社内開発の自動更新処理で無効な値セットが見当たらない場合はAppExchange側の処理で変更されているかもしれない点について確認が必要となります。

異常値発生の調査方法について

無効なフェーズのセットが再現性が高い場合、Sandbox組織で同様のデータを用意して一般的なデバッグ処理で調査を進めていくことができます。ですが、再現性が低い場合(年に数回とか、発生データをSandboxで試しても再現しないといった場合)は調査の実施も難しい状況になります。

その場合の対応方法については次のようになるかと思います。

①まずは入力規則で無効な値をブロック
これをやっておかないと異常値に気づかず商談がそのままになってしまいます。エラーにすることで異常値発生に気づけるようにします。

②異常値発生の再現を待つ
Sandbox環境などで検証しても再現性が無いことが前提ですが、異常値の発生を待つ形となります。①の入力規則追加でエラーになるので、ユーザ側と連携して発生したら連絡してもらうようにします。

③再現したらデバッグログ機能でログ取得
エラー再現の連絡があったらユーザ側と連携してログ取得になります。管理者ユーザであれば開発者コンソールが使えるかもしれませんが、一般ユーザの場合はそうは行かないため、設定メニューのデバッグログ機能で対象ユーザを指定してログ取得します。

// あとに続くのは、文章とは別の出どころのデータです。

//! 统一可观测性模块
//!
//! 提供日志和 Prometheus 指标的统一初始化，所有入口通过 `init` 配置。

pub mod metrics;
pub mod tracing;

use ::tracing::info;
use anyhow::Result;
use serde::Deserialize;

/// 可观测性配置
#[derive(Debug, Clone, Deserialize)]
#[serde(default)]
pub struct ObservabilityConfig {
    /// 服务名称，作为指标标签
    pub service_name: String,

    /// Prometheus 指标导出端口
    pub metrics_port: u16,

    /// 是否启动指标 HTTP 服务
    pub metrics_enabled: bool,

    /// 日志级别（如 "info", "debug"）
    pub log_level: String,

    /// 是否启用 JSON 格式日志
    pub json_logs: bool,
}

impl Default for ObservabilityConfig {
    fn default() -> Self {
        Self {
            service_name: "unknown-service".to_string(),
            metrics_port: 9090,
            metrics_enabled: true,
            log_level: "info".to_string(),
            json_logs: false,
        }
    }
}

impl ObservabilityConfig {
    /// 注入服务名（配置文件中通常不写服务名）
    pub fn with_service_name(mut self, service_name: &str) -> Self {
        self.service_name = service_name.to_string();
        self
    }
}

/// 可观测性资源守卫
///
/// 持有指标服务器的生命周期，drop 时记录关闭日志。
pub struct ObservabilityGuard {
    _metrics_handle: Option<metrics::MetricsHandle>,
}

impl ObservabilityGuard {
    /// 空 Guard（用于测试或禁用指标时）
    pub fn empty() -> Self {
        Self {
            _metrics_handle: None,
        }
    }
}

impl Drop for ObservabilityGuard {
    fn drop(&mut self) {
        info!("Shutting down observability...");
    }
}

/// 初始化日志与指标
///
/// ```ignore
/// let obs = config.observability.clone().with_service_name("badge-award-service");
/// let _guard = badge_shared::observability::init(&obs).await?;
/// ```
pub async fn init(config: &ObservabilityConfig) -> Result<ObservabilityGuard> {
    tracing::init(config)?;

    info!(
        service = %config.service_name,
        metrics_port = config.metrics_port,
        metrics_enabled = config.metrics_enabled,
        "Observability initialized"
    );

    let metrics_handle = if config.metrics_enabled {
        Some(metrics::init(config).await?)
    } else {
        None
    };

    Ok(ObservabilityGuard {
        _metrics_handle: metrics_handle,
    })
}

デバッグログ取得できたら内容調査を行えば原因特定に繋がる情報が見つかるかもしれません。見つからない場合もログをダウンロードしてSalesforceサポートに相談するなど次のアクションに繋げることができると思います。(AppExchangeの管理パッケージの処理の場合はログ出るのか不明ですが..)


無効な商談フェーズとパス表示についての話はこんな感じです。